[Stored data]

//! API Router and Application State
//!
//! Central routing configuration and shared state.

use std::sync::Arc;

use axum::{extract::DefaultBodyLimit, routing::get, Json, Router};
use serde::Serialize;
use tower_http::{
    compression::CompressionLayer,
    cors::{Any, CorsLayer},
    trace::TraceLayer,
};

use crate::{auth, comments, config::Config, posts, repository::Repositories, tags, users};

/// Shared application state.
#[derive(Clone)]
pub struct AppState {
    /// Storage backends
    pub repos: Repositories,
    /// Server configuration
    pub config: Arc<Config>,
}

impl AppState {
    /// Create new application state.
    #[must_use]
    pub fn new(repos: Repositories, config: Config) -> Self {
        Self {
            repos,
            config: Arc::new(config),
        }
    }
}

/// Create the main application router.
pub fn create_router(state: AppState) -> Router {
    let cors = CorsLayer::new()
        .allow_origin(Any)
        .allow_methods(Any)
        .allow_headers(Any);

    let max_body_size = state.config.max_body_size;

    Router::new()
        // Health check
        .route("/health", get(health_check))
        .nest("/api/auth", auth::router(state.clone()))
        .nest("/api/posts", posts::router(state.clone()))
        .nest("/api/comments", comments::router(state.clone()))
        .nest("/api/tags", tags::router(state.clone()))
        .nest("/api/users", users::router(state.clone()))
        // Middleware
        .layer(TraceLayer::new_for_http())
        .layer(CompressionLayer::new())
        .layer(cors)
        .layer(DefaultBodyLimit::max(max_body_size))
        // State
        .with_state(state)
}

/// Health check response.
#[derive(Serialize)]
struct HealthResponse {
    /// Service status
    status: &'static str,
}

/// Health check endpoint.
async fn health_check() -> Json<HealthResponse> {
    Json(HealthResponse { status: "ok" })
}
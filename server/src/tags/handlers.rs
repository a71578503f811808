//! Tag HTTP Handlers

use axum::extract::{Path, State};
use axum::http::StatusCode;
use axum::Json;

use super::service;
use super::types::TagRequest;
use crate::api::AppState;
use crate::auth::AuthUser;
use crate::db::Tag;
use crate::error::ServiceResult;

/// GET /api/tags
#[tracing::instrument(skip(state))]
pub async fn list_tags(State(state): State<AppState>) -> ServiceResult<Json<Vec<Tag>>> {
    Ok(Json(service::list_tags(&state.repos).await?))
}

/// GET /api/tags/{id}
#[tracing::instrument(skip(state))]
pub async fn get_tag(
    State(state): State<AppState>,
    Path(id): Path<i64>,
) -> ServiceResult<Json<Tag>> {
    Ok(Json(service::get_tag(&state.repos, id).await?))
}

/// POST /api/tags
///
/// Returns the existing tag when the name is already taken (ignoring case).
#[tracing::instrument(skip(state), fields(actor_id = auth_user.id))]
pub async fn create_tag(
    State(state): State<AppState>,
    auth_user: AuthUser,
    Json(body): Json<TagRequest>,
) -> ServiceResult<(StatusCode, Json<Tag>)> {
    let tag = service::create_tag(&state.repos, body).await?;
    Ok((StatusCode::CREATED, Json(tag)))
}

/// PUT /api/tags/{id}
#[tracing::instrument(skip(state), fields(actor_id = auth_user.id))]
pub async fn update_tag(
    State(state): State<AppState>,
    auth_user: AuthUser,
    Path(id): Path<i64>,
    Json(body): Json<TagRequest>,
) -> ServiceResult<Json<Tag>> {
    Ok(Json(service::update_tag(&state.repos, id, body).await?))
}

/// DELETE /api/tags/{id}
#[tracing::instrument(skip(state), fields(actor_id = auth_user.id))]
pub async fn delete_tag(
    State(state): State<AppState>,
    auth_user: AuthUser,
    Path(id): Path<i64>,
) -> ServiceResult<StatusCode> {
    service::delete_tag(&state.repos, id).await?;
    Ok(StatusCode::NO_CONTENT)
}
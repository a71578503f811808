//! In-memory repository implementation.
//!
//! Mirrors the `PostgreSQL` schema closely enough for service and HTTP tests:
//! sequential ids, case-insensitive tag names, unique emails and cascading
//! deletes.

use std::collections::{BTreeMap, BTreeSet};
use std::sync::Arc;

use async_trait::async_trait;
use chrono::Utc;
use tokio::sync::RwLock;

use super::{
    CommentRepository, PostRepository, RepositoryError, RepositoryResult, TagRepository,
    UserRepository,
};
use crate::db::{Comment, Post, PostTagRow, Tag, User};
use crate::permissions::Role;

#[derive(Debug, Default)]
struct Tables {
    next_id: i64,
    users: BTreeMap<i64, User>,
    user_roles: BTreeMap<i64, BTreeSet<Role>>,
    posts: BTreeMap<i64, Post>,
    comments: BTreeMap<i64, Comment>,
    tags: BTreeMap<i64, Tag>,
    post_tags: BTreeSet<(i64, i64)>,
}

impl Tables {
    fn next_id(&mut self) -> i64 {
        self.next_id += 1;
        self.next_id
    }

    fn tag_name_taken(&self, name: &str, except: Option<i64>) -> bool {
        let lowered = name.to_lowercase();
        self.tags
            .values()
            .any(|t| Some(t.id) != except && t.name.to_lowercase() == lowered)
    }

    fn remove_post(&mut self, post_id: i64) {
        self.posts.remove(&post_id);
        self.comments.retain(|_, c| c.post_id != post_id);
        self.post_tags.retain(|(p, _)| *p != post_id);
    }
}

/// Newest first; ids break ties between rows created in the same instant.
fn newest_first<T>(rows: &mut [T], key: impl Fn(&T) -> (chrono::DateTime<Utc>, i64)) {
    rows.sort_by(|a, b| key(b).cmp(&key(a)));
}

/// Process-local store implementing every repository trait.
///
/// Clones share the same tables.
#[derive(Debug, Clone, Default)]
pub struct MemoryStore {
    tables: Arc<RwLock<Tables>>,
}

#[async_trait]
impl UserRepository for MemoryStore {
    async fn find_by_id(&self, id: i64) -> RepositoryResult<Option<User>> {
        Ok(self.tables.read().await.users.get(&id).cloned())
    }

    async fn find_by_email(&self, email: &str) -> RepositoryResult<Option<User>> {
        let tables = self.tables.read().await;
        Ok(tables.users.values().find(|u| u.email == email).cloned())
    }

    async fn find_by_ids(&self, ids: &[i64]) -> RepositoryResult<Vec<User>> {
        let tables = self.tables.read().await;
        Ok(ids
            .iter()
            .collect::<BTreeSet<_>>()
            .into_iter()
            .filter_map(|id| tables.users.get(id).cloned())
            .collect())
    }

    async fn email_exists(&self, email: &str) -> RepositoryResult<bool> {
        let tables = self.tables.read().await;
        Ok(tables.users.values().any(|u| u.email == email))
    }

    async fn list(&self) -> RepositoryResult<Vec<User>> {
        Ok(self.tables.read().await.users.values().cloned().collect())
    }

    async fn roles_for(&self, user_id: i64) -> RepositoryResult<Vec<Role>> {
        let tables = self.tables.read().await;
        Ok(tables
            .user_roles
            .get(&user_id)
            .map(|roles| roles.iter().copied().collect())
            .unwrap_or_default())
    }

    async fn roles_for_users(&self, user_ids: &[i64]) -> RepositoryResult<Vec<(i64, Role)>> {
        let tables = self.tables.read().await;
        Ok(user_ids
            .iter()
            .filter_map(|id| tables.user_roles.get(id).map(|roles| (*id, roles)))
            .flat_map(|(id, roles)| roles.iter().map(move |role| (id, *role)))
            .collect())
    }

    async fn create_account(
        &self,
        username: &str,
        email: &str,
        password_hash: &str,
    ) -> RepositoryResult<(User, Role)> {
        let mut tables = self.tables.write().await;
        if tables.users.values().any(|u| u.email == email) {
            return Err(RepositoryError::Conflict(format!("email {email}")));
        }

        let role = if tables.users.is_empty() {
            Role::Admin
        } else {
            Role::User
        };

        let user = User {
            id: tables.next_id(),
            username: username.to_string(),
            email: email.to_string(),
            password_hash: password_hash.to_string(),
            created_at: Utc::now(),
        };
        tables.users.insert(user.id, user.clone());
        tables.user_roles.insert(user.id, BTreeSet::from([role]));

        Ok((user, role))
    }

    async fn update_profile(
        &self,
        id: i64,
        username: &str,
        email: &str,
    ) -> RepositoryResult<Option<User>> {
        let mut tables = self.tables.write().await;
        if tables.users.values().any(|u| u.id != id && u.email == email) {
            return Err(RepositoryError::Conflict(format!("email {email}")));
        }

        Ok(tables.users.get_mut(&id).map(|user| {
            user.username = username.to_string();
            user.email = email.to_string();
            user.clone()
        }))
    }

    async fn set_role(&self, user_id: i64, role: Role) -> RepositoryResult<()> {
        let mut tables = self.tables.write().await;
        if tables.users.contains_key(&user_id) {
            tables.user_roles.insert(user_id, BTreeSet::from([role]));
        }
        Ok(())
    }

    async fn delete(&self, id: i64) -> RepositoryResult<bool> {
        let mut tables = self.tables.write().await;
        if tables.users.remove(&id).is_none() {
            return Ok(false);
        }

        tables.user_roles.remove(&id);
        let owned_posts: Vec<i64> = tables
            .posts
            .values()
            .filter(|p| p.author_id == id)
            .map(|p| p.id)
            .collect();
        for post_id in owned_posts {
            tables.remove_post(post_id);
        }
        tables.comments.retain(|_, c| c.author_id != id);

        Ok(true)
    }
}

#[async_trait]
impl PostRepository for MemoryStore {
    async fn create(&self, author_id: i64, title: &str, content: &str) -> RepositoryResult<Post> {
        let mut tables = self.tables.write().await;
        let post = Post {
            id: tables.next_id(),
            title: title.to_string(),
            content: content.to_string(),
            author_id,
            created_at: Utc::now(),
            updated_at: None,
        };
        tables.posts.insert(post.id, post.clone());
        Ok(post)
    }

    async fn find_by_id(&self, id: i64) -> RepositoryResult<Option<Post>> {
        Ok(self.tables.read().await.posts.get(&id).cloned())
    }

    async fn list(&self) -> RepositoryResult<Vec<Post>> {
        let mut posts: Vec<Post> = self.tables.read().await.posts.values().cloned().collect();
        newest_first(&mut posts, |p| (p.created_at, p.id));
        Ok(posts)
    }

    async fn update(&self, id: i64, title: &str, content: &str) -> RepositoryResult<Option<Post>> {
        let mut tables = self.tables.write().await;
        Ok(tables.posts.get_mut(&id).map(|post| {
            post.title = title.to_string();
            post.content = content.to_string();
            post.updated_at = Some(Utc::now());
            post.clone()
        }))
    }

    async fn delete(&self, id: i64) -> RepositoryResult<bool> {
        let mut tables = self.tables.write().await;
        if !tables.posts.contains_key(&id) {
            return Ok(false);
        }
        tables.remove_post(id);
        Ok(true)
    }

    async fn tags_for_posts(&self, post_ids: &[i64]) -> RepositoryResult<Vec<PostTagRow>> {
        let tables = self.tables.read().await;
        let mut rows: Vec<PostTagRow> = tables
            .post_tags
            .iter()
            .filter(|(post_id, _)| post_ids.contains(post_id))
            .filter_map(|(post_id, tag_id)| {
                tables.tags.get(tag_id).map(|tag| PostTagRow {
                    post_id: *post_id,
                    tag_id: tag.id,
                    name: tag.name.clone(),
                })
            })
            .collect();
        rows.sort_by(|a, b| a.name.cmp(&b.name));
        Ok(rows)
    }

    async fn replace_tags(&self, post_id: i64, tag_ids: &[i64]) -> RepositoryResult<()> {
        let mut tables = self.tables.write().await;
        tables.post_tags.retain(|(p, _)| *p != post_id);
        let known: Vec<i64> = tag_ids
            .iter()
            .copied()
            .filter(|id| tables.tags.contains_key(id))
            .collect();
        for tag_id in known {
            tables.post_tags.insert((post_id, tag_id));
        }
        Ok(())
    }
}

#[async_trait]
impl CommentRepository for MemoryStore {
    async fn create(
        &self,
        post_id: i64,
        author_id: i64,
        content: &str,
    ) -> RepositoryResult<Comment> {
        let mut tables = self.tables.write().await;
        let comment = Comment {
            id: tables.next_id(),
            content: content.to_string(),
            post_id,
            author_id,
            created_at: Utc::now(),
            updated_at: None,
        };
        tables.comments.insert(comment.id, comment.clone());
        Ok(comment)
    }

    async fn find_by_id(&self, id: i64) -> RepositoryResult<Option<Comment>> {
        Ok(self.tables.read().await.comments.get(&id).cloned())
    }

    async fn list(&self) -> RepositoryResult<Vec<Comment>> {
        let mut comments: Vec<Comment> =
            self.tables.read().await.comments.values().cloned().collect();
        newest_first(&mut comments, |c| (c.created_at, c.id));
        Ok(comments)
    }

    async fn list_for_posts(&self, post_ids: &[i64]) -> RepositoryResult<Vec<Comment>> {
        let mut comments: Vec<Comment> = self
            .tables
            .read()
            .await
            .comments
            .values()
            .filter(|c| post_ids.contains(&c.post_id))
            .cloned()
            .collect();
        newest_first(&mut comments, |c| (c.created_at, c.id));
        Ok(comments)
    }

    async fn update(&self, id: i64, content: &str) -> RepositoryResult<Option<Comment>> {
        let mut tables = self.tables.write().await;
        Ok(tables.comments.get_mut(&id).map(|comment| {
            comment.content = content.to_string();
            comment.updated_at = Some(Utc::now());
            comment.clone()
        }))
    }

    async fn delete(&self, id: i64) -> RepositoryResult<bool> {
        Ok(self.tables.write().await.comments.remove(&id).is_some())
    }
}

#[async_trait]
impl TagRepository for MemoryStore {
    async fn find_by_id(&self, id: i64) -> RepositoryResult<Option<Tag>> {
        Ok(self.tables.read().await.tags.get(&id).cloned())
    }

    async fn find_by_name(&self, name: &str) -> RepositoryResult<Option<Tag>> {
        let lowered = name.to_lowercase();
        let tables = self.tables.read().await;
        Ok(tables
            .tags
            .values()
            .find(|t| t.name.to_lowercase() == lowered)
            .cloned())
    }

    async fn list(&self) -> RepositoryResult<Vec<Tag>> {
        let mut tags: Vec<Tag> = self.tables.read().await.tags.values().cloned().collect();
        tags.sort_by(|a, b| a.name.cmp(&b.name));
        Ok(tags)
    }

    async fn create(&self, name: &str) -> RepositoryResult<Tag> {
        let mut tables = self.tables.write().await;
        if tables.tag_name_taken(name, None) {
            return Err(RepositoryError::Conflict(format!("tag {name}")));
        }
        let tag = Tag {
            id: tables.next_id(),
            name: name.to_string(),
        };
        tables.tags.insert(tag.id, tag.clone());
        Ok(tag)
    }

    async fn rename(&self, id: i64, name: &str) -> RepositoryResult<Option<Tag>> {
        let mut tables = self.tables.write().await;
        if tables.tag_name_taken(name, Some(id)) {
            return Err(RepositoryError::Conflict(format!("tag {name}")));
        }
        Ok(tables.tags.get_mut(&id).map(|tag| {
            tag.name = name.to_string();
            tag.clone()
        }))
    }

    async fn delete(&self, id: i64) -> RepositoryResult<bool> {
        let mut tables = self.tables.write().await;
        if tables.tags.remove(&id).is_none() {
            return Ok(false);
        }
        tables.post_tags.retain(|(_, t)| *t != id);
        Ok(true)
    }
}

#[cfg(test)]
mod tests {
    use super::*;

    #[tokio::test]
    async fn test_first_account_is_admin() {
        let store = MemoryStore::default();

        let (first, first_role) = store
            .create_account("alice", "alice@example.com", "hash")
            .await
            .unwrap();
        let (_, second_role) = store
            .create_account("bob", "bob@example.com", "hash")
            .await
            .unwrap();

        assert_eq!(first_role, Role::Admin);
        assert_eq!(second_role, Role::User);
        assert_eq!(store.roles_for(first.id).await.unwrap(), vec![Role::Admin]);
    }

    #[tokio::test]
    async fn test_duplicate_email_conflicts() {
        let store = MemoryStore::default();
        store
            .create_account("alice", "alice@example.com", "hash")
            .await
            .unwrap();

        let result = store
            .create_account("alice2", "alice@example.com", "hash")
            .await;
        assert!(matches!(result, Err(RepositoryError::Conflict(_))));
    }

    #[tokio::test]
    async fn test_tag_names_unique_case_insensitive() {
        let store = MemoryStore::default();
        TagRepository::create(&store, "Rust").await.unwrap();

        let dup = TagRepository::create(&store, "rust").await;
        assert!(matches!(dup, Err(RepositoryError::Conflict(_))));

        let found = store.find_by_name("RUST").await.unwrap().unwrap();
        assert_eq!(found.name, "Rust");
    }

    #[tokio::test]
    async fn test_delete_post_cascades() {
        let store = MemoryStore::default();
        let (user, _) = store
            .create_account("alice", "alice@example.com", "hash")
            .await
            .unwrap();
        let tag = TagRepository::create(&store, "news").await.unwrap();
        let post = PostRepository::create(&store, user.id, "Title", "Body")
            .await
            .unwrap();
        store.replace_tags(post.id, &[tag.id, 9999]).await.unwrap();
        CommentRepository::create(&store, post.id, user.id, "First!")
            .await
            .unwrap();

        let tags = store.tags_for_posts(&[post.id]).await.unwrap();
        assert_eq!(tags.len(), 1, "unknown tag ids are skipped");

        assert!(PostRepository::delete(&store, post.id).await.unwrap());
        assert!(CommentRepository::list(&store).await.unwrap().is_empty());
        assert!(store.tags_for_posts(&[post.id]).await.unwrap().is_empty());
        assert!(TagRepository::find_by_id(&store, tag.id)
            .await
            .unwrap()
            .is_some());
    }

    #[tokio::test]
    async fn test_delete_user_cascades() {
        let store = MemoryStore::default();
        let (alice, _) = store
            .create_account("alice", "alice@example.com", "hash")
            .await
            .unwrap();
        let (bob, _) = store
            .create_account("bob", "bob@example.com", "hash")
            .await
            .unwrap();
        let post = PostRepository::create(&store, alice.id, "Title", "Body")
            .await
            .unwrap();
        CommentRepository::create(&store, post.id, bob.id, "Nice")
            .await
            .unwrap();

        assert!(UserRepository::delete(&store, bob.id).await.unwrap());
        assert!(CommentRepository::list(&store).await.unwrap().is_empty());
        assert!(PostRepository::find_by_id(&store, post.id)
            .await
            .unwrap()
            .is_some());

        assert!(UserRepository::delete(&store, alice.id).await.unwrap());
        assert!(PostRepository::list(&store).await.unwrap().is_empty());
        assert!(!UserRepository::delete(&store, alice.id).await.unwrap());
    }
}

◆ Your objective ◆
All lines of the entries containing the string "axum" must be shown in full.

◆ Solution below ◆
use axum::{extract::DefaultBodyLimit, routing::get, Json, Router};
use axum::extract::{Path, State};
use axum::http::StatusCode;
use axum::Json;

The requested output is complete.